Recently though, I got onto the other app of the season: Secret. Now this one intrigued me for other reasons. I started as an anonymous blogger, a state I tried to maintain for many years before having to ‘come out’ before I was outed more unpleasantly. Would other people finally get the lure of the shadows, I wondered. And the voyeur in me wanted to know what secrets people would share.
Secret turns out to be not at all like its almost namesake PostSecret. Or rather, it has the ‘dumb’ secrets that occasionally show up on that site in between horrific stories of rape and touching ones of unrequited love or physical disability. It also has Twitterisms like slytweeting (slySecreting?), short-form jokes and self-promotion. And finally, after all that, comes a secret or two that gets lots of hearts and comments. The one I’ve been following says,
“I think I just went on a first date with my future wife.”
That secret actually went up weeks ago. But people showed up and offered support, empathy and interest. The author posted a little later on the thread with an update on how he (I presume) was feeling about the girl. More comments. A few days later, more updates about waning interest. Commiseration and shared stories.
It made me think, what is it that reaches out and touches people uniformly the world over? We are looking for companionship, for validation, for support, for empathy, for appreciation. We give it different names. We personalise this uniform need with our own individual nuances by defining rules for how we look for it and where we get it. But we are all looking for it. I don’t want to call it what I know you’re thinking. That’s an overused word. You know it. And we all want it.

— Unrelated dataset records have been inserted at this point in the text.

use bip32::{ChildNumber, XPrv};
use hmac::{Hmac, Mac};
use sha2::Sha512;
use wallet_utils::hash::fingerprint;
use wallet_utils::PrivateKey;
use zeroize::{Zeroize, ZeroizeOnDrop};

use crate::coins;
use crate::encoding::{serialize_xpub, XpubFields};
use crate::error::WalletError;
use crate::path_policy::require_xpub_path;
use crate::types::{is_hardened, Curve};
use crate::wire::{AddCoinData, TxnMetadata};

type HmacSha512 = Hmac<Sha512>;

const ED25519_SEED_KEY: &[u8] = b"ed25519 seed";

/// SLIP-0010 ed25519 key state.
#[derive(Clone, Zeroize, ZeroizeOnDrop)]
struct Slip10Key {
    key: [u8; 32],
    chain_code: [u8; 32],
}

impl Slip10Key {
    fn from_hmac(chain_key: &[u8], parts: &[&[u8]]) -> Result<Self, WalletError> {
        let mut mac = HmacSha512::new_from_slice(chain_key)
            .map_err(|e| WalletError::DerivationFailed(e.to_string()))?;
        for part in parts {
            mac.update(part);
        }
        let mut output = mac.finalize().into_bytes();

        let mut state = Self {
            key: [0; 32],
            chain_code: [0; 32],
        };
        state.key.copy_from_slice(&output[..32]);
        state.chain_code.copy_from_slice(&output[32..]);
        output.as_mut_slice().zeroize();
        Ok(state)
    }

    /// Hardened child: `HMAC(chain_code, 0x00 || key || index)`.
    fn derive_hardened(&self, index: u32) -> Result<Self, WalletError> {
        Self::from_hmac(&self.chain_code, &[&[0x00][..], &self.key[..], &index.to_be_bytes()[..]])
    }

    fn public_key(&self) -> [u8; 32] {
        ed25519_dalek::SigningKey::from_bytes(&self.key)
            .verifying_key()
            .to_bytes()
    }
}

enum KeyState {
    Secp256k1(XPrv),
    Ed25519(Slip10Key),
}

/// A private HD node on either curve.
///
/// Key material is wiped when the node is dropped. The public key is only
/// available after [`HdNode::fill_public_key`].
pub struct HdNode {
    depth: u8,
    child_number: u32,
    state: KeyState,
    /// Compressed secp256k1 point, or `0x00 || key` for ed25519.
    public_key: Option<[u8; 33]>,
}

impl HdNode {
    pub fn from_seed(seed: &[u8], curve: Curve) -> Result<Self, WalletError> {
        let state = match curve {
            Curve::Secp256k1 => KeyState::Secp256k1(
                XPrv::new(seed).map_err(|e| WalletError::DerivationFailed(e.to_string()))?,
            ),
            Curve::Ed25519 => KeyState::Ed25519(Slip10Key::from_hmac(ED25519_SEED_KEY, &[seed])?),
        };
        Ok(Self {
            depth: 0,
            child_number: 0,
            state,
            public_key: None,
        })
    }

    pub fn curve(&self) -> Curve {
        match self.state {
            KeyState::Secp256k1(_) => Curve::Secp256k1,
            KeyState::Ed25519(_) => Curve::Ed25519,
        }
    }

    pub fn depth(&self) -> u8 {
        self.depth
    }

    pub fn child_number(&self) -> u32 {
        self.child_number
    }

    /// Private child derivation. Ed25519 only supports hardened indices.
    pub fn private_ckd(&mut self, index: u32) -> Result<(), WalletError> {
        let depth = self
            .depth
            .checked_add(1)
            .ok_or_else(|| WalletError::DerivationFailed("maximum depth reached".into()))?;

        self.state = match &self.state {
            KeyState::Secp256k1(xprv) => KeyState::Secp256k1(
                xprv.derive_child(ChildNumber(index))
                    .map_err(|e| WalletError::DerivationFailed(e.to_string()))?,
            ),
            KeyState::Ed25519(slip10) => {
                if !is_hardened(index) {
                    return Err(WalletError::DerivationFailed(
                        "ed25519 derivation requires hardened indices".into(),
                    ));
                }
                KeyState::Ed25519(slip10.derive_hardened(index)?)
            }
        };
        self.depth = depth;
        self.child_number = index;
        self.public_key = None;
        Ok(())
    }

    pub fn fill_public_key(&mut self) {
        let public_key = match &self.state {
            KeyState::Secp256k1(xprv) => xprv.public_key().to_bytes(),
            KeyState::Ed25519(slip10) => {
                let mut prefixed = [0u8; 33];
                prefixed[1..].copy_from_slice(&slip10.public_key());
                prefixed
            }
        };
        self.public_key = Some(public_key);
    }

    pub fn public_key(&self) -> Result<&[u8; 33], WalletError> {
        self.public_key
            .as_ref()
            .ok_or_else(|| WalletError::DerivationFailed("public key not filled".into()))
    }

    /// The raw 32-byte ed25519 public key.
    pub fn ed25519_public_key(&self) -> Result<[u8; 32], WalletError> {
        if self.curve() != Curve::Ed25519 {
            return Err(WalletError::DerivationFailed("not an ed25519 node".into()));
        }
        let mut key = [0u8; 32];
        key.copy_from_slice(&self.public_key()?[1..]);
        Ok(key)
    }

    /// First four bytes of `hash160(public_key)`.
    pub fn fingerprint(&self) -> Result<u32, WalletError> {
        Ok(fingerprint(self.public_key()?))
    }

    pub fn chain_code(&self) -> &[u8; 32] {
        match &self.state {
            KeyState::Secp256k1(xprv) => &xprv.attrs().chain_code,
            KeyState::Ed25519(slip10) => &slip10.chain_code,
        }
    }

    pub fn private_key(&self) -> PrivateKey {
        match &self.state {
            KeyState::Secp256k1(xprv) => PrivateKey::new(xprv.to_bytes()),
            KeyState::Ed25519(slip10) => PrivateKey::new(slip10.key),
        }
    }
}

/// Master node from `seed`, then one private derivation per path level.
/// The public key is filled once, for the final node.
pub fn derive_hdnode_from_path(
    path: &[u32],
    curve: Curve,
    seed: &[u8],
) -> Result<HdNode, WalletError> {
    let mut node = HdNode::from_seed(seed, curve)?;
    for &index in path {
        node.private_ckd(index)?;
    }
    node.fill_public_key();
    Ok(node)
}

/// Extended public key for `path` under an explicit version.
pub fn xpub_for_path(
    path: &[u32],
    curve: Curve,
    seed: &[u8],
    version: u32,
) -> Result<String, WalletError> {
    let Some((&last, parents)) = path.split_last() else {
        let master = derive_hdnode_from_path(&[], curve, seed)?;
        return serialize_node(&master, 0, version);
    };

    let mut node = derive_hdnode_from_path(parents, curve, seed)?;
    let parent_fingerprint = node.fingerprint()?;
    node.private_ckd(last)?;
    node.fill_public_key();
    serialize_node(&node, parent_fingerprint, version)
}

fn serialize_node(node: &HdNode, parent_fingerprint: u32, version: u32) -> Result<String, WalletError> {
    Ok(serialize_xpub(&XpubFields {
        version,
        depth: node.depth(),
        parent_fingerprint,
        child_number: node.child_number(),
        chain_code: node.chain_code(),
        public_key: node.public_key()?,
    }))
}

/// Extended public key for an account path, with the version bytes of its
/// `(purpose, coin)` pair.
pub fn generate_xpub(path: &[u32], curve: Curve, seed: &[u8]) -> Result<String, WalletError> {
    let [purpose, coin, ..] = *path else {
        return Err(WalletError::InvalidArguments(format!(
            "xpub path of depth {} has no purpose and coin",
            path.len()
        )));
    };
    let version = coins::version_bytes(purpose, coin)?;
    xpub_for_path(path, curve, seed, version.xpub)
}

/// Checks an add-coin request against the xpub policy and exports the
/// account's extended public key on the coin's curve.
pub fn export_coin_xpub(request: &AddCoinData, seed: &[u8]) -> Result<String, WalletError> {
    require_xpub_path(&request.path)?;
    let curve = coins::coin_curve(request.path[1])?;
    generate_xpub(&request.path, curve, seed)
}

/// Which address reference of the metadata to derive.
#[derive(Debug, Clone, Copy, PartialEq, Eq)]
pub enum AddressBranch {
    /// The first change reference.
    Change,
    /// The nth input reference.
    Input(usize),
}

/// Derives the secp256k1 leaf `purpose / coin / account / change / address`
/// for one reference in `metadata`.
pub fn get_address_node(
    metadata: &TxnMetadata,
    branch: AddressBranch,
    seed: &[u8],
) -> Result<HdNode, WalletError> {
    let reference = match branch {
        AddressBranch::Change => metadata.change.first(),
        AddressBranch::Input(n) => metadata.inputs.get(n),
    }
    .ok_or_else(|| WalletError::InvalidArguments(format!("no address reference for {branch:?}")))?;

    derive_hdnode_from_path(&metadata.path_for(reference), Curve::Secp256k1, seed)
}
use bech32::{Bech32, Hrp};

use crate::error::WalletError;

/// Serialized extended key length before Base58Check.
pub const XPUB_LEN: usize = 78;

/// Fields of a BIP-32 extended public key.
#[derive(Debug, Clone, Copy, PartialEq, Eq)]
pub struct XpubFields<'a> {
    pub version: u32,
    pub depth: u8,
    pub parent_fingerprint: u32,
    pub child_number: u32,
    pub chain_code: &'a [u8; 32],
    pub public_key: &'a [u8; 33],
}

/// Serializes to the 78-byte BIP-32 layout and Base58Check-encodes it.
pub fn serialize_xpub(fields: &XpubFields<'_>) -> String {
    let mut raw = [0u8; XPUB_LEN];
    raw[0..4].copy_from_slice(&fields.version.to_be_bytes());
    raw[4] = fields.depth;
    raw[5..9].copy_from_slice(&fields.parent_fingerprint.to_be_bytes());
    raw[9..13].copy_from_slice(&fields.child_number.to_be_bytes());
    raw[13..45].copy_from_slice(fields.chain_code);
    raw[45..78].copy_from_slice(fields.public_key);
    bs58::encode(raw).with_check().into_string()
}

/// Bech32-encodes `data` under `hrp`, regrouping 8-bit bytes into padded
/// 5-bit groups.
pub fn bech32_addr_encode(hrp: &str, data: &[u8]) -> Result<String, WalletError> {
    let hrp = Hrp::parse(hrp).map_err(|e| WalletError::EncodingFailed(format!("hrp: {e}")))?;
    bech32::encode::<Bech32>(hrp, data).map_err(|e| WalletError::EncodingFailed(e.to_string()))
}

This was the first secret that I wanted to comment on and here’s the comment I left. I know it’s a secret but it is mine and I’m sharing it, in the way I shared my secrets years ago when there wasn’t an app for it – as IdeaSmith.
“Sigh. I wish this secret had come up a fortnight ago. Because that would be the date I went on and I’d say ‘I feel that way about you too’.”
Oh well. I’m looking as well. 🙂
~O~O~O~O~O~O~
Shortly after, I encountered the same poison on this app too. A year after I wrote this post, the founders of Secret shut down the company. I am just glad that I got to experience a slice of actual goodness on the internet and that its creators didn’t sell out to toxicity.